● **PROBLEM DETAILS**
Find every line in the data that contains the word "Ordering". Return each of those lines.

§

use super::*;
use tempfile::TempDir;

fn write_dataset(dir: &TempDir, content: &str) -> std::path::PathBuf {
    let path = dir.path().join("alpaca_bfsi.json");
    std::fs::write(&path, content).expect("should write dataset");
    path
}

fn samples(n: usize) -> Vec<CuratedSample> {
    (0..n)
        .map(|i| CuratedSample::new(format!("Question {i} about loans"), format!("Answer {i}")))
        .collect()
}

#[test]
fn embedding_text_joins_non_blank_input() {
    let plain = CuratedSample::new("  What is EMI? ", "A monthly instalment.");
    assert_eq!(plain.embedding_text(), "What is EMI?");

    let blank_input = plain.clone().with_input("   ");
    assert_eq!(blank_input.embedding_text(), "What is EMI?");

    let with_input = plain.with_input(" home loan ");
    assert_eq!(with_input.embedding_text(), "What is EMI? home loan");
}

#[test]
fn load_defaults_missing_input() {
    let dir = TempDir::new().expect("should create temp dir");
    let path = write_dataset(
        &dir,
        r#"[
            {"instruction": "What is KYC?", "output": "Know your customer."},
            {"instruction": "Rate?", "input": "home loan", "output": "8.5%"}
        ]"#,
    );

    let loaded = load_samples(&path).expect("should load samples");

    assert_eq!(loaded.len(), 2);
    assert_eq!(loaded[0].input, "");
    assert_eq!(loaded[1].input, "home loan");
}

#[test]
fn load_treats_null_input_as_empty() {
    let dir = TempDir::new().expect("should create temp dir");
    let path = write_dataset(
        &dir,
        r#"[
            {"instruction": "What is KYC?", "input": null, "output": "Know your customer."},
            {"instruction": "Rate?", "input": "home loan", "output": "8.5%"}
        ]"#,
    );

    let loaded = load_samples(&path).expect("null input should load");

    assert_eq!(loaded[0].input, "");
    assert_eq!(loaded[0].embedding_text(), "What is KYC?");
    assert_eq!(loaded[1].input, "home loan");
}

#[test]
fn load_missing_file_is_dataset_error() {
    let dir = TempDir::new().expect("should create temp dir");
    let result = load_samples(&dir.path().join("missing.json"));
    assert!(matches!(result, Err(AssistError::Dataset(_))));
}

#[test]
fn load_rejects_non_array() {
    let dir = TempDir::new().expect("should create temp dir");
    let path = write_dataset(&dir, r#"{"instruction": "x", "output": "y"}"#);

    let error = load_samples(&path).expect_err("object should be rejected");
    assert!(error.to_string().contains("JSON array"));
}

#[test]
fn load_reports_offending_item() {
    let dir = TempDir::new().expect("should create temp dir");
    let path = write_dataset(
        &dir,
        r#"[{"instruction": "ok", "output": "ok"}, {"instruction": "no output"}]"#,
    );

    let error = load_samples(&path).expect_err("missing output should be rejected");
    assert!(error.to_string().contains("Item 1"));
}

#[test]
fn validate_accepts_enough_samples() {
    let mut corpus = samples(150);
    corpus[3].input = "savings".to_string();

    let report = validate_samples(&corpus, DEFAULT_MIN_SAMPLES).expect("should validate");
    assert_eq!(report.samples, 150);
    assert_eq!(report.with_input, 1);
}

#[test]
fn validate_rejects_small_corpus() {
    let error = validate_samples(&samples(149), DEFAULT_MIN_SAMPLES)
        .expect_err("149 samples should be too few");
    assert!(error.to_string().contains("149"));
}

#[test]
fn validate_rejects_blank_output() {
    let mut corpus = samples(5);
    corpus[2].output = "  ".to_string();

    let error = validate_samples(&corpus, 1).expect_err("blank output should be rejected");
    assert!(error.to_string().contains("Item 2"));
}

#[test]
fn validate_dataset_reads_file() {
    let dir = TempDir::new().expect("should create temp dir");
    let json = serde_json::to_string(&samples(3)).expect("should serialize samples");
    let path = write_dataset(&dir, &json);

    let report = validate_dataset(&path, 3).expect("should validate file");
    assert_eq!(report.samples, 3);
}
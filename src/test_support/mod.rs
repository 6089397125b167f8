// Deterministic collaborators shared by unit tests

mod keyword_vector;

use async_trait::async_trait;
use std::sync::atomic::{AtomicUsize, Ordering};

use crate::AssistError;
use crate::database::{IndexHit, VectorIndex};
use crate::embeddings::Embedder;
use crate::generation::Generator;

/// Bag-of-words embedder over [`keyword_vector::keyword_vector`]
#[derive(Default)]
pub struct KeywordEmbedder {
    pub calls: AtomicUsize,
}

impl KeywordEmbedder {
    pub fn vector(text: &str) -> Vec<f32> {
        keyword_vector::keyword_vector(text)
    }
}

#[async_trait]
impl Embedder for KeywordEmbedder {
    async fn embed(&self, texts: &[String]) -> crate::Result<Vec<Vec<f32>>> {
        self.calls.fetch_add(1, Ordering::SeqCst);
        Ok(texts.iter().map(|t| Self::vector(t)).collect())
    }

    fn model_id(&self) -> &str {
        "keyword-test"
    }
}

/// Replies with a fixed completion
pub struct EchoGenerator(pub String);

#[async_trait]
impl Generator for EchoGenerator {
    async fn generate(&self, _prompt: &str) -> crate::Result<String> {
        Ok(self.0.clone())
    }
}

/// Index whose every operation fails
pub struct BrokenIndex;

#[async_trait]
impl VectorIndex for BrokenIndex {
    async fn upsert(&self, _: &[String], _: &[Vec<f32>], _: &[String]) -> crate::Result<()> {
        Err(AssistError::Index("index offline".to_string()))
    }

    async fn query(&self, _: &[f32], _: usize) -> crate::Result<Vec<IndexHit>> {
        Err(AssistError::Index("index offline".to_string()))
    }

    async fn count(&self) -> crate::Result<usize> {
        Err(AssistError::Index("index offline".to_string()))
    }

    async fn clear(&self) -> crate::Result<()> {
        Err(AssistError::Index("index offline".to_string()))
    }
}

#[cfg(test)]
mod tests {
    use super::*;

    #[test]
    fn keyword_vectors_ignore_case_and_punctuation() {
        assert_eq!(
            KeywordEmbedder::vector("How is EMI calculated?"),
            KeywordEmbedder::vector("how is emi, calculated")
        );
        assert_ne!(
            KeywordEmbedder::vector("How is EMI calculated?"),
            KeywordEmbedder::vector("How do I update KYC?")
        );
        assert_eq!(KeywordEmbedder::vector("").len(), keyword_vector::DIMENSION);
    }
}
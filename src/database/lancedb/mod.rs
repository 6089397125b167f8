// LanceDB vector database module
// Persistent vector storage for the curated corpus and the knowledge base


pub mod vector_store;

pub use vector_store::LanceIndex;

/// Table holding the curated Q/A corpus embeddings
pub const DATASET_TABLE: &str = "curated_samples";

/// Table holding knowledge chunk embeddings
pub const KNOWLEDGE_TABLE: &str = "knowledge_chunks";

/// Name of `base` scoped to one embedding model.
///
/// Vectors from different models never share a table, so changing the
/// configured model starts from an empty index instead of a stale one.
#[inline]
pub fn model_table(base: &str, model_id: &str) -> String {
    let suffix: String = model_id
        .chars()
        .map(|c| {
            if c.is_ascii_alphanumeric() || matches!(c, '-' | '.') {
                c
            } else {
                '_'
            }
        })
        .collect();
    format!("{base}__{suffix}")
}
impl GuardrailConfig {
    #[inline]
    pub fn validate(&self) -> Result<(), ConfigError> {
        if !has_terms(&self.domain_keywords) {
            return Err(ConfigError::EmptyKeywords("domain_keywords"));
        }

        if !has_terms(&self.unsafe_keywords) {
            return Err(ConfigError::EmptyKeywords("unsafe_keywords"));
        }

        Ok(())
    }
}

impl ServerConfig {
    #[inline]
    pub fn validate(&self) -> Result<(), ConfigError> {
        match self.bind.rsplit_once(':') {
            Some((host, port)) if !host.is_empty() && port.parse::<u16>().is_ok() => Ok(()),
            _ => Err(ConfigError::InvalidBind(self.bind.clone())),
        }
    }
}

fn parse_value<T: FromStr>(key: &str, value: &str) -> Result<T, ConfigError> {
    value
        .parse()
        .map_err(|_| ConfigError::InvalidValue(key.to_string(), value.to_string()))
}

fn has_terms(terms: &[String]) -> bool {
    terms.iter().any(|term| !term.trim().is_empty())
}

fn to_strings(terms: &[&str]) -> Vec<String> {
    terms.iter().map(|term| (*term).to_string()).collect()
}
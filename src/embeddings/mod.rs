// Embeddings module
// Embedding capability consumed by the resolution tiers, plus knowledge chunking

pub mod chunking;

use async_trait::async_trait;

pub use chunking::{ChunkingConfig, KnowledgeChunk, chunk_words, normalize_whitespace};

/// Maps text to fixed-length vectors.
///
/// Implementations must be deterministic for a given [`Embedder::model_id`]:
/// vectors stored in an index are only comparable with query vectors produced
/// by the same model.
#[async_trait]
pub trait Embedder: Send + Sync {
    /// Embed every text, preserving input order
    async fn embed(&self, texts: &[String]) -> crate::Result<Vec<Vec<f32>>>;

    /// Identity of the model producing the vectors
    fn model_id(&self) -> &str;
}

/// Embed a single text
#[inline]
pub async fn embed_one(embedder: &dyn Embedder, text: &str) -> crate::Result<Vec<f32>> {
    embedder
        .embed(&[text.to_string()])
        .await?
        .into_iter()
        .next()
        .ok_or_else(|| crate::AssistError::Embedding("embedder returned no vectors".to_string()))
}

§

● **SOLUTION FOR THIS EXERCISE**
use std::sync::atomic::{AtomicUsize, Ordering};
        self.calls.fetch_add(1, Ordering::SeqCst);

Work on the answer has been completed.